# Atlas N scale EMD SD-7 help needed.



## MercerMike (Nov 23, 2017)

Hello everybody and hope you all are well and safe. A little while ago, I bought 2 Atlas EMD SD-7s, both in the Bessemer and Lake Erie road name, different road numbers, as this railroad actually ran through the hillside behind my house here in Mercer. Both are really in nice shape and excellent runners. Problem is, I cannot keep anything couples to them. I have freight cars from Atlas, Micro-Trains, Intermountain and Athearn and none of them will stay coupled to either engine, in fact engines will not stay coupled to each other. My first question is there a better coupler out there that I can change to that will help. Couplers on both engines look like simple one piece knuckle couplers but I may have the name of this type wrong. I know they do not look like the ones on any of my cars and they are not the rapido type couplers. If it helps, the Atlas #'s are 4508 and 4509. Second question,I would like engines to run 1 cab forward and the other with the cab at the opposite end, how is this done? I am okay with them both running with the cab facing forward but I think I really would like them better with cabs on opposite ends. Anyhow, like always, I really appreciate your help and ideas as they have really helped me get my layout going, thanks again.


----------



## CTValleyRR (Jul 26, 2014)

Someone who knows N scale couplers will be able to help better than I can, but have you checked the coupler height? Misaligned couplers often causes the problem.

For the mash-up, are you running DC or DCC? In DC, you're stuck, because the same polarity applies to all locos on the track. In DCC, you can set the direction of travel independently, and even consist them together so they respond as a unit.


----------



## MercerMike (Nov 23, 2017)

CTValleyRR said:


> Someone who knows N scale couplers will be able to help better than I can, but have you checked the coupler height? Misaligned couplers often causes the problem.
> 
> For the mash-up, are you running DC or DCC? In DC, you're stuck, because the same polarity applies to all locos on the track. In DCC, you can set the direction of travel independently, and even consist them together so they respond as a unit.

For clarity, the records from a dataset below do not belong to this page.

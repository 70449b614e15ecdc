// SPDX-License-Identifier: Parity-7.0.0 OR PolyForm-Noncommercial-1.0.0
//! Devices and the objects that hang off them.

use super::buffer::Buffer;
use super::event_manager::EventKind;
use super::future::WireFuture;
use super::objects::{ObjectBase, PlainInner, ProxyInner, Tracked, finalize_locked, proxy};
use super::{ClientInner, ClientState};
use crate::error::{BackendError, ErrorType, RequestError};
use crate::handle::{FutureId, ObjectHandle, ObjectType};
use crate::protocol::Command;
use crate::types::{BufferDescriptor, DeviceLostReason, LoggingType};
use parking_lot::Mutex;
use std::sync::atomic::{AtomicBool, Ordering};
use std::sync::{Arc, Weak};

type LostCallback = Box<dyn FnOnce(DeviceLostReason, String) + Send>;
type ErrorCallback = Box<dyn FnMut(BackendError) + Send>;
type LoggingCallback = Box<dyn FnMut(LoggingType, String) + Send>;

pub(super) struct DeviceInner {
    base: ObjectBase,
    /// Holds one reference on the queue, released when the device goes.
    queue: Arc<PlainInner>,
    lost: AtomicBool,
    lost_callback: Mutex<Option<LostCallback>>,
    error_callback: Mutex<Option<ErrorCallback>>,
    logging_callback: Mutex<Option<LoggingCallback>>,
}

impl ProxyInner for DeviceInner {
    fn base(&self) -> &ObjectBase {
        &self.base
    }

    fn on_destroy(&self, client: &ClientInner, state: &mut ClientState) {
        // The queue is destroyed first so the server never sees an orphaned queue.
        if self.queue.base().release() {
            finalize_locked(&*self.queue, client, state);
        }
    }
}

impl DeviceInner {
    /// Reports the loss to the user.  Only the first report per device does anything.
    pub(super) fn notify_lost(&self, reason: DeviceLostReason, message: String) {
        if self.lost.swap(true, Ordering::AcqRel) {
            return;
        }
        tracing::debug!(device = %self.base.handle(), ?reason, %message, "device lost");
        drop(self.logging_callback.lock().take());
        let callback = self.lost_callback.lock().take();
        if let Some(callback) = callback {
            callback(reason, message);
        }
    }

    pub(super) fn uncaptured_error(&self, error: BackendError) {
        let callback = self.error_callback.lock().take();
        match callback {
            Some(mut callback) => {
                callback(error);
                // Put it back unless the callback installed a replacement.
                let mut slot = self.error_callback.lock();
                if slot.is_none() {
                    *slot = Some(callback);
                }
            }
            None => {
                tracing::warn!(device = %self.base.handle(), %error, "uncaptured device error");
            }
        }
    }

    /// Hands a message the backend logged to the user.  A lost device no longer logs.
    pub(super) fn log(&self, logging_type: LoggingType, message: String) {
        if self.lost.load(Ordering::Acquire) {
            tracing::debug!(device = %self.base.handle(), %message, "log from a lost device");
            return;
        }
        let callback = self.logging_callback.lock().take();
        match callback {
            Some(mut callback) => {
                callback(logging_type, message);
                let mut slot = self.logging_callback.lock();
                if slot.is_none() && !self.lost.load(Ordering::Acquire) {
                    *slot = Some(callback);
                }
            }
            None => {
                tracing::debug!(device = %self.base.handle(), ?logging_type, %message, "device log");
            }
        }
    }
}

/// An open connection to an adapter.  Creates buffers and command encoders.
pub struct Device {
    inner: Arc<DeviceInner>,
}

proxy!(Device, DeviceInner);

impl Device {
    /// Allocates the device and its default queue.
    pub(super) fn allocate(client: &Arc<ClientInner>, state: &mut ClientState) -> Device {
        let inner = Arc::new_cyclic(|weak: &Weak<DeviceInner>| {
            let handle = match state
                .objects
                .table(ObjectType::Device)
                .new_object(|_| Tracked::Device(weak.clone()))
            {
                Some(handle) => handle,
                None => client.ids_exhausted(state, ObjectType::Device),
            };
            let queue = client.allocate_handle(state, ObjectType::Queue);
            DeviceInner {
                base: ObjectBase::new(client, ObjectType::Device, handle),
                queue: PlainInner::new(ObjectBase::new(client, ObjectType::Queue, queue)),
                lost: AtomicBool::new(false),
                lost_callback: Mutex::new(None),
                error_callback: Mutex::new(None),
                logging_callback: Mutex::new(None),
            }
        });
        Device { inner }
    }

    pub(super) fn queue_handle(&self) -> ObjectHandle {
        self.inner.queue.base().handle()
    }

    /// The device's default queue.
    pub fn queue(&self) -> Queue {
        self.inner.queue.base().reference();
        Queue {
            inner: self.inner.queue.clone(),
        }
    }

    pub fn create_buffer(&self, descriptor: &BufferDescriptor) -> Buffer {
        let Some(client) = self.inner.base.client() else {
            return Buffer::detached(descriptor);
        };
        client.locked(|state| Buffer::allocate(&client, state, self.inner.base.id(), descriptor))
    }

    pub fn create_command_encoder(&self, label: &str) -> CommandEncoder {
        let Some(client) = self.inner.base.client() else {
            return CommandEncoder {
                inner: PlainInner::new(ObjectBase::detached(ObjectType::CommandEncoder)),
            };
        };
        client.locked(|state| {
            let handle = client.allocate_handle(state, ObjectType::CommandEncoder);
            client.send(
                state,
                &Command::<&[u8]>::DeviceCreateCommandEncoder {
                    device: self.inner.base.id(),
                    encoder: handle,
                    label: label.to_owned(),
                },
            );
            CommandEncoder {
                inner: PlainInner::new(ObjectBase::new(&client, ObjectType::CommandEncoder, handle)),
            }
        })
    }

    /// Starts capturing errors of type `filter` on the server.
    pub fn push_error_scope(&self, filter: ErrorType) {
        self.inner.base.with_client(|client, state| {
            client.send(
                state,
                &Command::<&[u8]>::DevicePushErrorScope {
                    device: self.inner.base.id(),
                    filter,
                },
            );
        });
    }

    /// Pops the innermost error scope.  The callback gets the first error it captured, if
    /// any, or [`RequestError::EmptyScope`] when no scope was pushed.
    pub fn pop_error_scope_with_callback(
        &self,
        callback: impl FnOnce(Result<Option<BackendError>, RequestError>) + Send + 'static,
    ) -> FutureId {
        let Some(client) = self.inner.base.client() else {
            callback(Err(RequestError::ConnectionLost));
            return FutureId::new(0);
        };
        client.locked(|state| {
            let future = client.track(
                state,
                EventKind::PopErrorScope {
                    callback: Box::new(callback),
                },
            );
            client.send(
                state,
                &Command::<&[u8]>::DevicePopErrorScope {
                    device: self.inner.base.id(),
                    future,
                },
            );
            future
        })
    }

    pub fn pop_error_scope(&self) -> WireFuture<Option<BackendError>, RequestError> {
        let (complete, future) = WireFuture::pending();
        self.pop_error_scope_with_callback(complete);
        future
    }

    /// Called with each error no error scope captured.  Replaces any earlier callback.
    pub fn set_uncaptured_error_callback(&self, callback: impl FnMut(BackendError) + Send + 'static) {
        *self.inner.error_callback.lock() = Some(Box::new(callback));
    }

    /// Called with each message the backend logs for this device, until the device is lost
    /// or the connection drops.  Replaces any earlier callback.
    pub fn set_logging_callback(
        &self,
        callback: impl FnMut(LoggingType, String) + Send + 'static,
    ) {
        if self.is_lost() {
            return;
        }
        *self.inner.logging_callback.lock() = Some(Box::new(callback));
    }

    /// Called at most once, when the device is lost.  A callback set after the loss is
    /// never called.
    pub fn set_device_lost_callback(
        &self,
        callback: impl FnOnce(DeviceLostReason, String) + Send + 'static,
    ) {
        *self.inner.lost_callback.lock() = Some(Box::new(callback));
    }

    pub fn is_lost(&self) -> bool {
        self.inner.lost.load(Ordering::Acquire)
    }

    /// Destroys the device on the server.  The loss comes back as
    /// [`DeviceLostReason::Destroyed`].
    pub fn destroy(&self) {
        self.inner.base.with_client(|client, state| {
            client.send(
                state,
                &Command::<&[u8]>::DeviceDestroy {
                    device: self.inner.base.id(),
                },
            );
        });
    }
}

/// Executes command buffers and writes buffers.
pub struct Queue {
    inner: Arc<PlainInner>,
}

proxy!(Queue, PlainInner);

impl Queue {
    pub fn write_buffer(&self, buffer: &Buffer, offset: u64, data: &[u8]) {
        self.inner.base().with_client(|client, state| {
            client.send(
                state,
                &Command::QueueWriteBuffer {
                    queue: self.inner.base().id(),
                    buffer: buffer.handle().id,
                    offset,
                    data,
                },
            );
        });
    }

    pub fn submit(&self, command_buffers: &[CommandBuffer]) {
        self.inner.base().with_client(|client, state| {
            client.send(
                state,
                &Command::<&[u8]>::QueueSubmit {
                    queue: self.inner.base().id(),
                    command_buffers: command_buffers.iter().map(|cb| cb.handle().id).collect(),
                },
            );
        });
    }

    /// `callback` runs once everything submitted so far has finished.
    pub fn on_submitted_work_done_with_callback(
        &self,
        callback: impl FnOnce(Result<(), RequestError>) + Send + 'static,
    ) -> FutureId {
        let Some(client) = self.inner.base().client() else {
            callback(Err(RequestError::ConnectionLost));
            return FutureId::new(0);
        };
        client.locked(|state| {
            let future = client.track(
                state,
                EventKind::WorkDone {
                    callback: Box::new(callback),
                },
            );
            client.send(
                state,
                &Command::<&[u8]>::QueueOnSubmittedWorkDone {
                    queue: self.inner.base().id(),
                    future,
                },
            );
            future
        })
    }

    pub fn on_submitted_work_done(&self) -> WireFuture<(), RequestError> {
        let (complete, future) = WireFuture::pending();
        self.on_submitted_work_done_with_callback(complete);
        future
    }
}

/// Records copies for later submission.
pub struct CommandEncoder {
    inner: Arc<PlainInner>,
}

proxy!(CommandEncoder, PlainInner);

impl CommandEncoder {
    pub fn copy_buffer_to_buffer(
        &self,
        source: &Buffer,
        source_offset: u64,
        destination: &Buffer,
        destination_offset: u64,
        size: u64,
    ) {
        self.inner.base().with_client(|client, state| {
            client.send(
                state,
                &Command::<&[u8]>::CommandEncoderCopyBufferToBuffer {
                    encoder: self.inner.base().id(),
                    source: source.handle().id,
                    source_offset,
                    destination: destination.handle().id,
                    destination_offset,
                    size,
                },
            );
        });
    }

    /// Ends recording.  The encoder itself is released.
    pub fn finish(self) -> CommandBuffer {
        let Some(client) = self.inner.base().client() else {
            return CommandBuffer {
                inner: PlainInner::new(ObjectBase::detached(ObjectType::CommandBuffer)),
            };
        };
        client.locked(|state| {
            let handle = client.allocate_handle(state, ObjectType::CommandBuffer);
            client.send(
                state,
                &Command::<&[u8]>::CommandEncoderFinish {
                    encoder: self.inner.base().id(),
                    command_buffer: handle,
                },
            );
            CommandBuffer {
                inner: PlainInner::new(ObjectBase::new(&client, ObjectType::CommandBuffer, handle)),
            }
        })
    }
}

/// Finished work, ready for [`Queue::submit`].
pub struct CommandBuffer {
    inner: Arc<PlainInner>,
}

proxy!(CommandBuffer, PlainInner);

#[cfg(test)]
mod tests {
    use crate::client::WireClient;
    use crate::config::WireDescriptor;
    use crate::handle::{ObjectHandle, ObjectType};
    use crate::serializer::NoopSerializer;
    use crate::types::{DeviceLostReason, RequestAdapterOptions};
    use std::sync::Arc;
    use std::sync::atomic::{AtomicUsize, Ordering};

    #[test]
    fn test_device_lost_fires_once() {
        let client = WireClient::new(Box::new(NoopSerializer), WireDescriptor::default());
        let device = client.inner.locked(|state| super::Device::allocate(&client.inner, state));
        assert_eq!(device.handle(), ObjectHandle::new(1, 0));
        assert_eq!(device.queue().handle(), ObjectHandle::new(1, 0));

        let calls = Arc::new(AtomicUsize::new(0));
        let count = calls.clone();
        device.set_device_lost_callback(move |reason, _| {
            assert_eq!(reason, DeviceLostReason::Destroyed);
            count.fetch_add(1, Ordering::SeqCst);
        });
        device.inner.notify_lost(DeviceLostReason::Destroyed, "gone".to_owned());
        device.inner.notify_lost(DeviceLostReason::ConnectionLost, "gone again".to_owned());
        client.disconnect();
        assert_eq!(calls.load(Ordering::SeqCst), 1);
        assert!(device.is_lost());
    }

    #[test]
    fn test_dropping_device_frees_device_and_queue_ids() {
        let client = WireClient::new(Box::new(NoopSerializer), WireDescriptor::default());
        let device = client.inner.locked(|state| super::Device::allocate(&client.inner, state));
        let queue = device.queue();
        drop(device);
        // The queue proxy keeps its own id alive.
        let live = |ty| client.inner.state.lock().objects.table(ty).len();
        assert_eq!(live(ObjectType::Device), 0);
        assert_eq!(live(ObjectType::Queue), 1);
        drop(queue);
        assert_eq!(live(ObjectType::Queue), 0);
    }

    #[test]
    fn test_requests_after_disconnect_fail_immediately() {
        let client = WireClient::new(Box::new(NoopSerializer), WireDescriptor::default());
        let instance = client.reserve_instance();
        client.disconnect();
        let failed = Arc::new(AtomicUsize::new(0));
        let count = failed.clone();
        instance.request_adapter_with_callback(&RequestAdapterOptions::default(), move |result| {
            assert!(result.is_err());
            count.fetch_add(1, Ordering::SeqCst);
        });
        assert_eq!(failed.load(Ordering::SeqCst), 1);
        assert_eq!(client.pending_requests(), 0);
    }
}
#[cfg(test)]
mod tests {
    use super::*;
    use std::sync::Mutex;

    fn work_done(log: &Arc<Mutex<Vec<Result<(), RequestError>>>>) -> EventKind {
        let log = log.clone();
        EventKind::WorkDone {
            callback: Box::new(move |result| log.lock().unwrap().push(result)),
        }
    }

    fn allocator() -> DeserializeAllocator {
        DeserializeAllocator::new(64, 1 << 20)
    }

    #[test]
    fn test_serials_start_at_one() {
        let mut events = EventManager::new();
        assert_eq!(events.next_future(), FutureId::new(1));
        assert_eq!(events.next_future(), FutureId::new(2));
    }

    #[test]
    fn test_resolve_then_take_delivers() {
        let log = Arc::new(Mutex::new(Vec::new()));
        let mut events = EventManager::new();
        let future = events.next_future();
        events.track(future, work_done(&log));
        assert!(events.take(future).is_none());

        let status = RequestStatus::Success;
        assert!(matches!(
            events.resolve(future, Outcome::WorkDone { status }),
            Ok(Resolution::Ready)
        ));
        let (kind, outcome) = events.take(future).unwrap();
        kind.complete(future, outcome, &allocator())();
        assert_eq!(*log.lock().unwrap(), vec![Ok(())]);
        assert_eq!(events.len(), 0);
    }

    #[test]
    fn test_unknown_and_duplicate_replies_are_errors() {
        let log = Arc::new(Mutex::new(Vec::new()));
        let mut events = EventManager::new();
        let status = RequestStatus::Success;
        assert_eq!(
            events
                .resolve(FutureId::new(9), Outcome::WorkDone { status })
                .err(),
            Some(WireError::UnknownFuture(FutureId::new(9)))
        );

        let future = events.next_future();
        events.track(future, work_done(&log));
        assert!(events.resolve(future, Outcome::WorkDone { status }).is_ok());
        assert_eq!(
            events.resolve(future, Outcome::WorkDone { status }).err(),
            Some(WireError::UnknownFuture(future))
        );
    }

    #[test]
    fn test_reply_of_wrong_kind_is_rejected() {
        let log = Arc::new(Mutex::new(Vec::new()));
        let mut events = EventManager::new();
        let future = events.next_future();
        events.track(future, work_done(&log));
        let reply = Outcome::Device {
            status: RequestStatus::Success,
            message: String::new(),
        };
        assert!(matches!(
            events.resolve(future, reply),
            Err(WireError::InvalidState(_))
        ));
    }

    #[test]
    fn test_rejected_request_retires_its_reply() {
        let log = Arc::new(Mutex::new(Vec::new()));
        let mut events = EventManager::new();
        let future = events.next_future();
        events.track(future, work_done(&log));
        let kind = events.reject(future).unwrap();
        kind.fail(future);
        assert_eq!(*log.lock().unwrap(), vec![Err(RequestError::ConnectionLost)]);
        assert!(events.reject(future).is_none());

        let status = RequestStatus::Success;
        assert!(matches!(
            events.resolve(future, Outcome::WorkDone { status }),
            Ok(Resolution::Retired)
        ));
        assert_eq!(events.len(), 0);
    }

    #[test]
    fn test_take_unresolved_keeps_resolved_entries() {
        let log = Arc::new(Mutex::new(Vec::new()));
        let mut events = EventManager::new();
        let answered = events.next_future();
        let waiting = events.next_future();
        events.track(answered, work_done(&log));
        events.track(waiting, work_done(&log));
        let status = RequestStatus::Error;
        events
            .resolve(answered, Outcome::WorkDone { status })
            .unwrap();

        let unresolved = events.take_unresolved();
        assert_eq!(unresolved.len(), 1);
        assert_eq!(unresolved[0].0, waiting);
        assert_eq!(events.len(), 1);
        assert!(events.take(answered).is_some());
    }

    #[test]
    fn test_pop_error_scope_outcomes() {
        let results = Arc::new(Mutex::new(Vec::new()));
        let allocator = allocator();
        let cases = [
            (PopErrorScopeStatus::EmptyStack, None),
            (PopErrorScopeStatus::Success, None),
            (PopErrorScopeStatus::Success, Some(ErrorType::Validation)),
        ];
        for (status, error_type) in cases {
            let results = results.clone();
            let kind = EventKind::PopErrorScope {
                callback: Box::new(move |result| results.lock().unwrap().push(result)),
            };
            let outcome = Outcome::PopErrorScope {
                status,
                error_type,
                message: "bad".to_owned(),
            };
            kind.complete(FutureId::new(1), outcome, &allocator)();
        }
        assert_eq!(
            *results.lock().unwrap(),
            vec![
                Err(RequestError::EmptyScope),
                Ok(None),
                Ok(Some(BackendError::validation("bad"))),
            ]
        );
    }
}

Will certainly have to check couplers out, good place to start. Am still a DC user and currently using MRC 260 transformers, Thank you for reply


----------



## rickbz28 (Jan 10, 2016)

MercerMike said:


> Second question,I would like engines to run 1 cab forward and the other with the cab at the opposite end, how is this done? I am okay with them both running with the cab facing forward but I think I really would like them better with cabs on opposite ends.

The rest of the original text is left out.